**WHAT IS REQUIRED**
Retype precisely the section of the data that starts at the line containing "assert!(matches!(err, CatalogError::NotFound(id) if" and runs to its final line, ends included.

(Dataset records)
[Start of Attachment]
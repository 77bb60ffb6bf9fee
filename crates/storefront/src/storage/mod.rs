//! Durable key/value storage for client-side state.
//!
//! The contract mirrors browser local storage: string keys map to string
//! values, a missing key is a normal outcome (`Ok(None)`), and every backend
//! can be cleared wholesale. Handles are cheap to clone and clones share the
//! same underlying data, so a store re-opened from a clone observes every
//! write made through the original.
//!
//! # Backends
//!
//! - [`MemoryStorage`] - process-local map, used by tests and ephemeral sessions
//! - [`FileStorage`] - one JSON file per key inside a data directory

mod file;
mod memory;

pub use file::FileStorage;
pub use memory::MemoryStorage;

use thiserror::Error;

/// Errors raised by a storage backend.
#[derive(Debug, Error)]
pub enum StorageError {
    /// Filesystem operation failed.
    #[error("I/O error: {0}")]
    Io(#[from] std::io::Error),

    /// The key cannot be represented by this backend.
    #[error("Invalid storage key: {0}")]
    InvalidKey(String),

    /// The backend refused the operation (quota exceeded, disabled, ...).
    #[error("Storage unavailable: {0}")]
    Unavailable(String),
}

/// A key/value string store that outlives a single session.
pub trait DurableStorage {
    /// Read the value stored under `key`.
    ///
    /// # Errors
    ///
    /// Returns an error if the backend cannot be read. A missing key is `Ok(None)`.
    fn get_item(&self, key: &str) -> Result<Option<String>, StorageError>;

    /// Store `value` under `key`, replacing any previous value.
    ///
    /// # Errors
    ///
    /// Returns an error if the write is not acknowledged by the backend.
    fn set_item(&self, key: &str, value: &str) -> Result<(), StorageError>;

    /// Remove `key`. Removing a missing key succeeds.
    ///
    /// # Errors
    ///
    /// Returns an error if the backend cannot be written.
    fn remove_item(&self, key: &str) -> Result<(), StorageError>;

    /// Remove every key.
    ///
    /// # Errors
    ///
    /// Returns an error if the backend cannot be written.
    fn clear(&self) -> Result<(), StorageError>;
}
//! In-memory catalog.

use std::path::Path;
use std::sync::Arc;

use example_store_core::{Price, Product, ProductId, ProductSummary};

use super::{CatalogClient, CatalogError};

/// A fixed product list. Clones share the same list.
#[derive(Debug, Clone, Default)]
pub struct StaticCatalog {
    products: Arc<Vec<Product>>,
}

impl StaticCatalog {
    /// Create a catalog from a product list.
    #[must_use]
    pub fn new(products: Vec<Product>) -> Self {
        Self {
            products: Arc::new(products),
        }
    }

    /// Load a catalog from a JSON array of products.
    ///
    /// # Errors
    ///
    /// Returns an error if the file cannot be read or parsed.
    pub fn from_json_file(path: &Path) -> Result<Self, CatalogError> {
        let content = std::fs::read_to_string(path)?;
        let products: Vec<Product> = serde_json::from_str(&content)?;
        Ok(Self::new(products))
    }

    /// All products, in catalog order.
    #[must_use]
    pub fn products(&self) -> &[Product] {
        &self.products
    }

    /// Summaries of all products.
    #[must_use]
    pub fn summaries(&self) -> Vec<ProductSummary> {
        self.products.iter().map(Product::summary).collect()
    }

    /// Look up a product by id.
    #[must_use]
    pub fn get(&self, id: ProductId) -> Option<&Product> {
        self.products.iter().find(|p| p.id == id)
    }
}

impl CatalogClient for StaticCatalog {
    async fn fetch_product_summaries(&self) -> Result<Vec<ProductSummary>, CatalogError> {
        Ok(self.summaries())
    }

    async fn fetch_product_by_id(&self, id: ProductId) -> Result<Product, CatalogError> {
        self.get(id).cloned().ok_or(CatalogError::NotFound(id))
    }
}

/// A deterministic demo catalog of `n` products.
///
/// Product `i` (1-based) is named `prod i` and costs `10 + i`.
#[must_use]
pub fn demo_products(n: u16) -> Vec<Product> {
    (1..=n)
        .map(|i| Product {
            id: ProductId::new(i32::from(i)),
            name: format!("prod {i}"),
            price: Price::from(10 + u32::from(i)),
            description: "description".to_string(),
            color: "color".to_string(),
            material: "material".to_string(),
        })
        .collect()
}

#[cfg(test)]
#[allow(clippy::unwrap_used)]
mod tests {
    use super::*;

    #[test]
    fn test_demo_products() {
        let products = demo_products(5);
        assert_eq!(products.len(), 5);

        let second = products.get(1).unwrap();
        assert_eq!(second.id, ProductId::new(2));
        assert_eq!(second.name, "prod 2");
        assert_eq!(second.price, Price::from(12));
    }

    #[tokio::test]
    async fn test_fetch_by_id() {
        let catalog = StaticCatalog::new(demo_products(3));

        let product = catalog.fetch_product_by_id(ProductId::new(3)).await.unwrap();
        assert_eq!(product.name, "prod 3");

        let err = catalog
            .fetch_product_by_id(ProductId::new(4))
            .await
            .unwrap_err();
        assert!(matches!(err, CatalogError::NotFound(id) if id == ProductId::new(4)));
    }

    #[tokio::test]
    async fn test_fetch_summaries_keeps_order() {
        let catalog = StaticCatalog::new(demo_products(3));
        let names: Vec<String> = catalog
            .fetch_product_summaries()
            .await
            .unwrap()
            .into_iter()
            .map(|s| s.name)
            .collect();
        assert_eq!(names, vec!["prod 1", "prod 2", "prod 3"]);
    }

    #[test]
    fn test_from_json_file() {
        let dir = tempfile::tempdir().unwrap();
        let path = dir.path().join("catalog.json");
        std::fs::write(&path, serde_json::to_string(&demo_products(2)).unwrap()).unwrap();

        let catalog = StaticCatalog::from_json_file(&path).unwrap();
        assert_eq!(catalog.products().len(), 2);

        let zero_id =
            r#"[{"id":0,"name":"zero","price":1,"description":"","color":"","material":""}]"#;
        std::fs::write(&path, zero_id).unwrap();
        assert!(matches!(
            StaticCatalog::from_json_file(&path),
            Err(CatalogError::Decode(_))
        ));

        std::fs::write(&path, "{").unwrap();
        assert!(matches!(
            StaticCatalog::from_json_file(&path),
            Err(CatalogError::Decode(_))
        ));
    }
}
[End of Attachment]
**WORKED SOLUTION**
        assert!(matches!(err, CatalogError::NotFound(id) if id == ProductId::new(4)));
    }

    #[tokio::test]
    async fn test_fetch_summaries_keeps_order() {
        let catalog = StaticCatalog::new(demo_products(3));
        let names: Vec<String> = catalog
            .fetch_product_summaries()
            .await
            .unwrap()
            .into_iter()
            .map(|s| s.name)
            .collect();
        assert_eq!(names, vec!["prod 1", "prod 2", "prod 3"]);
    }

    #[test]
    fn test_from_json_file() {
        let dir = tempfile::tempdir().unwrap();
        let path = dir.path().join("catalog.json");
        std::fs::write(&path, serde_json::to_string(&demo_products(2)).unwrap()).unwrap();

        let catalog = StaticCatalog::from_json_file(&path).unwrap();
        assert_eq!(catalog.products().len(), 2);

        let zero_id =
            r#"[{"id":0,"name":"zero","price":1,"description":"","color":"","material":""}]"#;
        std::fs::write(&path, zero_id).unwrap();
        assert!(matches!(
            StaticCatalog::from_json_file(&path),
            Err(CatalogError::Decode(_))
        ));

        std::fs::write(&path, "{").unwrap();
        assert!(matches!(
            StaticCatalog::from_json_file(&path),
            Err(CatalogError::Decode(_))
        ));
    }
}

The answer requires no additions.